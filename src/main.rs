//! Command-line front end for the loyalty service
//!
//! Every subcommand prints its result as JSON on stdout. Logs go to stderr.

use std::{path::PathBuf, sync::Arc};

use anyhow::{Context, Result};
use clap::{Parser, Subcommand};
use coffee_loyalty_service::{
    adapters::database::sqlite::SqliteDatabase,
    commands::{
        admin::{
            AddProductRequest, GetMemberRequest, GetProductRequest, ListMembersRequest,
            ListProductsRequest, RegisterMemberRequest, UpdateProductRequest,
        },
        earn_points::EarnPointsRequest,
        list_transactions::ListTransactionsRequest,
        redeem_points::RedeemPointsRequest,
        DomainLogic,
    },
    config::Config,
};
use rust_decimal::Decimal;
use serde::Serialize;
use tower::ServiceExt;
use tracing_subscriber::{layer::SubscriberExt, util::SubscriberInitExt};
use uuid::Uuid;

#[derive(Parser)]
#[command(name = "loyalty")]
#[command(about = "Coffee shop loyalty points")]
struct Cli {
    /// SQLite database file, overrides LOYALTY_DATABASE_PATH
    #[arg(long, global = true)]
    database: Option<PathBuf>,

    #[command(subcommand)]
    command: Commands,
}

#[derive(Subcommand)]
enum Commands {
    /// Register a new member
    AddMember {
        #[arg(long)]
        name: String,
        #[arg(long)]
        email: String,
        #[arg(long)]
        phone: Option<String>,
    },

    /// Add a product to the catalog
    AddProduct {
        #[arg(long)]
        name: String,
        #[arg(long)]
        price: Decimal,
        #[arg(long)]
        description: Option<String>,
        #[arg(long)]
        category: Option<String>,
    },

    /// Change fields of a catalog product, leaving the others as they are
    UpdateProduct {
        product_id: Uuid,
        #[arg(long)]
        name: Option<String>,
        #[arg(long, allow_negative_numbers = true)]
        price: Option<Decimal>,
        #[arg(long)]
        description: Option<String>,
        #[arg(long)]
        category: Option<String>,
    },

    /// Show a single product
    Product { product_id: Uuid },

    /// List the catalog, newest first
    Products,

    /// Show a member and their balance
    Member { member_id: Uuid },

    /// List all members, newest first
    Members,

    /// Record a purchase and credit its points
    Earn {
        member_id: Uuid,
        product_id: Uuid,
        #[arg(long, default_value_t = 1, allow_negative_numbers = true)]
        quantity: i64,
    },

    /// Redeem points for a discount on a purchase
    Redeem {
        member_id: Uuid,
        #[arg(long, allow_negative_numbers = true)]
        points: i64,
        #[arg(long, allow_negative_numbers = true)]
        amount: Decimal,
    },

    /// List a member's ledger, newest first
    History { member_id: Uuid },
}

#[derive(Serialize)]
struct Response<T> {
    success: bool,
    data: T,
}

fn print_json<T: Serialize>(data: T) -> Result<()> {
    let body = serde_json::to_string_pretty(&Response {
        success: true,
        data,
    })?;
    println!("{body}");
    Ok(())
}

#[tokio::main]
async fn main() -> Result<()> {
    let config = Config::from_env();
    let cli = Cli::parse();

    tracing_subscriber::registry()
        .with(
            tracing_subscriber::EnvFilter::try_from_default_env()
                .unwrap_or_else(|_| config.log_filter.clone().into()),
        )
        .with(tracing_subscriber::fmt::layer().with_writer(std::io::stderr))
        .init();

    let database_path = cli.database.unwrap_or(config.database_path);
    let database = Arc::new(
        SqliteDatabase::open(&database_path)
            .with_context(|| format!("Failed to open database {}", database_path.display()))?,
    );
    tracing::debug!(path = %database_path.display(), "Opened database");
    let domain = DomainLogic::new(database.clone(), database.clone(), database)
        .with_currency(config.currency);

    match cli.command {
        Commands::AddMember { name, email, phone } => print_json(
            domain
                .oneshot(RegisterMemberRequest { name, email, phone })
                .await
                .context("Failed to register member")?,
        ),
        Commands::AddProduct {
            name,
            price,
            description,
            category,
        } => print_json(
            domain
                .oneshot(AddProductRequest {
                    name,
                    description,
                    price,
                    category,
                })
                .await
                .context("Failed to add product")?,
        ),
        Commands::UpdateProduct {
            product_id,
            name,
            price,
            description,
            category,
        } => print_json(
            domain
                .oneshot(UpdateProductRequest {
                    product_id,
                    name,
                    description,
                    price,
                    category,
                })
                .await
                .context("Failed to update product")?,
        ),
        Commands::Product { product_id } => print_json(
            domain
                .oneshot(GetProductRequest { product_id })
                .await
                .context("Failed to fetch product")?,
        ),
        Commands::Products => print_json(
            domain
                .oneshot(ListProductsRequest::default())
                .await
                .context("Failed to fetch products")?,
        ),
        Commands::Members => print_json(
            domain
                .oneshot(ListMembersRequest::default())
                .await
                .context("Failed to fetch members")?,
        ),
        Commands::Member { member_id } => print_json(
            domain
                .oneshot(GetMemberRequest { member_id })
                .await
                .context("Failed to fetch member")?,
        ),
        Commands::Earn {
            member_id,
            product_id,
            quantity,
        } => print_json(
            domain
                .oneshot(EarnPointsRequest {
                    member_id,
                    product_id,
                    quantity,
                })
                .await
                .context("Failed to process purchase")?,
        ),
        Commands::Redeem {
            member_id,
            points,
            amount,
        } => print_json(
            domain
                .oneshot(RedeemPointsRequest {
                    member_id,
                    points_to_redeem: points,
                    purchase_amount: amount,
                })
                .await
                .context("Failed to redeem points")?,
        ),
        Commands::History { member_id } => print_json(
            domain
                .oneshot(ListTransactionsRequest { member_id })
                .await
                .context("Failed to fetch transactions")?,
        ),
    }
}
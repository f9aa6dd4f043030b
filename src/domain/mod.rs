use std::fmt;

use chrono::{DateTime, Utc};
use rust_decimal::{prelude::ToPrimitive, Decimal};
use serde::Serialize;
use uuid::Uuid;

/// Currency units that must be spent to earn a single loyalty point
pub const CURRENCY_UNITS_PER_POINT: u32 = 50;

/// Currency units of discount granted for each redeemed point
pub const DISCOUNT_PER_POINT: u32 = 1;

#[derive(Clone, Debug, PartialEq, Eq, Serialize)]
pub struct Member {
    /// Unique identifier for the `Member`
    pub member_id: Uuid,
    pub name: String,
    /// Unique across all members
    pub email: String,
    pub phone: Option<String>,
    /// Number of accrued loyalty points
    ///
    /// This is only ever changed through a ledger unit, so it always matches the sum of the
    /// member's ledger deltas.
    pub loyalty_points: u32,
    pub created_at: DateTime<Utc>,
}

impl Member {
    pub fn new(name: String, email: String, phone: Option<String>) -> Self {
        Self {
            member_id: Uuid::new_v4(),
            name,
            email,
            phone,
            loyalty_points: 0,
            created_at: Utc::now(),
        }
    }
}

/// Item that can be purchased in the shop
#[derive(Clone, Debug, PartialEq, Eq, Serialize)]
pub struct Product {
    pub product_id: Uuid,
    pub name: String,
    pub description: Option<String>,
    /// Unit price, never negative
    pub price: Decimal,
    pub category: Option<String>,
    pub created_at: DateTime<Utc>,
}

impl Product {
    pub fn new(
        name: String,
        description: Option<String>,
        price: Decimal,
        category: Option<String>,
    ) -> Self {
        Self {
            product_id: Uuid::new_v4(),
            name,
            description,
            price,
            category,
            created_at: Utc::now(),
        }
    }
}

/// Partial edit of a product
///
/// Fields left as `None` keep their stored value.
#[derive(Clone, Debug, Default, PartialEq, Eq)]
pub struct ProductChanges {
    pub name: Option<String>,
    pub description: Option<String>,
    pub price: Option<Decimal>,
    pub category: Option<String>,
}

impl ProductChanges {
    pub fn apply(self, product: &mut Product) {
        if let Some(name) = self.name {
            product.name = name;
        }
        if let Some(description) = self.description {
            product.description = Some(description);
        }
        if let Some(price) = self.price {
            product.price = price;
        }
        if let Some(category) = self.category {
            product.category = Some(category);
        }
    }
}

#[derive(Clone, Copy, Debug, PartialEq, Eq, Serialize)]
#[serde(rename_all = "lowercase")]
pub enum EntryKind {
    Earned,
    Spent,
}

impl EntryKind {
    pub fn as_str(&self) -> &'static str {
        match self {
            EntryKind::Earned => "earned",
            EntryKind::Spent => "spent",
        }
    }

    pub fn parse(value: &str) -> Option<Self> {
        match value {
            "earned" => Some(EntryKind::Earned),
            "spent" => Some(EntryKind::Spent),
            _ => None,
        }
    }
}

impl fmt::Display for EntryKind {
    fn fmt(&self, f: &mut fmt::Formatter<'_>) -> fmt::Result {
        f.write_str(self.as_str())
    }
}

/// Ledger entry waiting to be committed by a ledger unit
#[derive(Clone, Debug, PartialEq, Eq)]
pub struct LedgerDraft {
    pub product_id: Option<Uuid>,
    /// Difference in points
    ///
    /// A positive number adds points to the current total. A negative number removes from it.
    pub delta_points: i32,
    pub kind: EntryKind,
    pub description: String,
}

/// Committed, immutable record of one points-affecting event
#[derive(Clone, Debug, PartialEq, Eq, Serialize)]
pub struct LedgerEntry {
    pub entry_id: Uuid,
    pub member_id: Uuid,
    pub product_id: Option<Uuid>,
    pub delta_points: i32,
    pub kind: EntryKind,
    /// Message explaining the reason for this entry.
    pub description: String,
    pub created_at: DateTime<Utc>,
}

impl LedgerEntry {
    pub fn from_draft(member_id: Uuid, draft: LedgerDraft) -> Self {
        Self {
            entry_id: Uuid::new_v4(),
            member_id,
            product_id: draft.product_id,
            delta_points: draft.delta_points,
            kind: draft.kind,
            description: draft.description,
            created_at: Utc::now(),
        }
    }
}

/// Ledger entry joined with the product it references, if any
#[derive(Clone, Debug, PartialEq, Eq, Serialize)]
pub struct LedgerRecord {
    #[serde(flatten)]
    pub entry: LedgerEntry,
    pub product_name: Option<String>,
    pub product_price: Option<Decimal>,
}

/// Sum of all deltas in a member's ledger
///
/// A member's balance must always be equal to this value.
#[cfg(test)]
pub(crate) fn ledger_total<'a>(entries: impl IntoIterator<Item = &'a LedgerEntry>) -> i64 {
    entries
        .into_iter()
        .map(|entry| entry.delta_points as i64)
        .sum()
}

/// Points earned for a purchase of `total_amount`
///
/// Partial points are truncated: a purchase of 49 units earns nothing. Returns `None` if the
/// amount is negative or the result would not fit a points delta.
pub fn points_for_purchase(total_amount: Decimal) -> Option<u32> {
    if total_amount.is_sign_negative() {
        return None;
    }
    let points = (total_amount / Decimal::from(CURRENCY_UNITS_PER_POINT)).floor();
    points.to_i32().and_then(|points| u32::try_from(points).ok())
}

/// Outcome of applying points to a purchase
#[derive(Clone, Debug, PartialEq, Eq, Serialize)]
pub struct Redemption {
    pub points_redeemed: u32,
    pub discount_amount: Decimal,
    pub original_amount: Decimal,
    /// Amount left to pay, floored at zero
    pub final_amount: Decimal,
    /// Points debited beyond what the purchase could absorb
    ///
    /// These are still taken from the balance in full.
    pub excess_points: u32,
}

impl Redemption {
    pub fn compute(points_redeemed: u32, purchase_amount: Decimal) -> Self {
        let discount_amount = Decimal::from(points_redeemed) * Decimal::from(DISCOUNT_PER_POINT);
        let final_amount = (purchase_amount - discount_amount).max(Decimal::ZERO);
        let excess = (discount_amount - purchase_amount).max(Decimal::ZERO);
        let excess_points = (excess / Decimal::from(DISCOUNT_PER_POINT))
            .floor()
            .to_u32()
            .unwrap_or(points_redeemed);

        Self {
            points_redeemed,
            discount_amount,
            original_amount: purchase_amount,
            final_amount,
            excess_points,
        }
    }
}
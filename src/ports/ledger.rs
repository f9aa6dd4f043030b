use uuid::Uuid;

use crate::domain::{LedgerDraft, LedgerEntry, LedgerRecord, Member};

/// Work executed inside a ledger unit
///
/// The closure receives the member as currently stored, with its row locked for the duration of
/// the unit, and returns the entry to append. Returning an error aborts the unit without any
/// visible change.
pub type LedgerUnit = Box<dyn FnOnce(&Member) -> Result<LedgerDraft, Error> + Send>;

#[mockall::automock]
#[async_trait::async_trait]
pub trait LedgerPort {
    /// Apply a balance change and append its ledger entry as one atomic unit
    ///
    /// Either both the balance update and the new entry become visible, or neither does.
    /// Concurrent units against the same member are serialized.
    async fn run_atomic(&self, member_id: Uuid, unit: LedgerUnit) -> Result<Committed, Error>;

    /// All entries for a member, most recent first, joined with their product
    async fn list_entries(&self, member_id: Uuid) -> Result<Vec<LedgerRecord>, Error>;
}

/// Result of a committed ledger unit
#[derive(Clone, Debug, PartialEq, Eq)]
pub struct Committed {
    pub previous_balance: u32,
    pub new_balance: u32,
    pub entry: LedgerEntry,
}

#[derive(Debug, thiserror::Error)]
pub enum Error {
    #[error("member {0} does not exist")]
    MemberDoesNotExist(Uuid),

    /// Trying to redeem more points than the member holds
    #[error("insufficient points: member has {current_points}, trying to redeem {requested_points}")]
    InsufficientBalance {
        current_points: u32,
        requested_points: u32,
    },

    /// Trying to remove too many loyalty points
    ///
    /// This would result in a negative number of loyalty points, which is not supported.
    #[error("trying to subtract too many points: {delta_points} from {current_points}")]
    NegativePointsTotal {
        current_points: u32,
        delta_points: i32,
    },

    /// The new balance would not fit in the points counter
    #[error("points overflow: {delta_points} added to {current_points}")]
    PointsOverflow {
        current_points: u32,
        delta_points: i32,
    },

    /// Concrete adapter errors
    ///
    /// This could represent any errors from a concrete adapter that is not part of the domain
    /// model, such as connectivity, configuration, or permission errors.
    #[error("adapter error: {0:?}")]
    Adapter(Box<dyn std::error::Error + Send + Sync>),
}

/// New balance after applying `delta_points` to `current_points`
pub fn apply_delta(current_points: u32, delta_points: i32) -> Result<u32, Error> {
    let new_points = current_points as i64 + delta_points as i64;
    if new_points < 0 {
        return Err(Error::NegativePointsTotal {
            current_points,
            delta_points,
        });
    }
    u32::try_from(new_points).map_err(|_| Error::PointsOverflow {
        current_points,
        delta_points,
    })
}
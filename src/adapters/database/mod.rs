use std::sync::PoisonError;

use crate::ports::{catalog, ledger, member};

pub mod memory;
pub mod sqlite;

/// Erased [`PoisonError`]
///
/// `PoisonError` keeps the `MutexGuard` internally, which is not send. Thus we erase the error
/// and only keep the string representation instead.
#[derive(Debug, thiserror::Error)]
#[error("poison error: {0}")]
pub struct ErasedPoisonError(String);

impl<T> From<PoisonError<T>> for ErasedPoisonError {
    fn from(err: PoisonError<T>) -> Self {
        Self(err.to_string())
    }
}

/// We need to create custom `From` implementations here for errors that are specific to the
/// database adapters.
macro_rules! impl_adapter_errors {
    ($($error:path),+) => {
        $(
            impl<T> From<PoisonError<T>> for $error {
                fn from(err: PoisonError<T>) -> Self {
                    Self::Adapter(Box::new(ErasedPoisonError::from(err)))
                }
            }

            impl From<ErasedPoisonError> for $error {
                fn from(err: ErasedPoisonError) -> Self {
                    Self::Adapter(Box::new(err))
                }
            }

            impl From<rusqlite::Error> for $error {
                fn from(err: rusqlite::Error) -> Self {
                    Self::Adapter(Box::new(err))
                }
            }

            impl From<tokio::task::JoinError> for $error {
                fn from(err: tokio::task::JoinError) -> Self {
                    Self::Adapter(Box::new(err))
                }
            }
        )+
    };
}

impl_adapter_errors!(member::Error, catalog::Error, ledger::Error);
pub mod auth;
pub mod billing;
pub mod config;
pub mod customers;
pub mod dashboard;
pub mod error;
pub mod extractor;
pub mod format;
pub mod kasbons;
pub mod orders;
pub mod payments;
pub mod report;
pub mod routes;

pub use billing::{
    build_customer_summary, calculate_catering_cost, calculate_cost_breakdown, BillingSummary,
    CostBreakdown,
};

◆ ◆ ◆ ◆ ◆ ◆ ◆

● **ASSIGNED TASK**
Task for the records above: copy every line in which the word "LedgerEntry" occurs.

● **WRITTEN REPLY**
pub struct LedgerEntry {
impl LedgerEntry {
    pub entry: LedgerEntry,
pub(crate) fn ledger_total<'a>(entries: impl IntoIterator<Item = &'a LedgerEntry>) -> i64 {
use crate::domain::{LedgerDraft, LedgerEntry, LedgerRecord, Member};
    pub entry: LedgerEntry,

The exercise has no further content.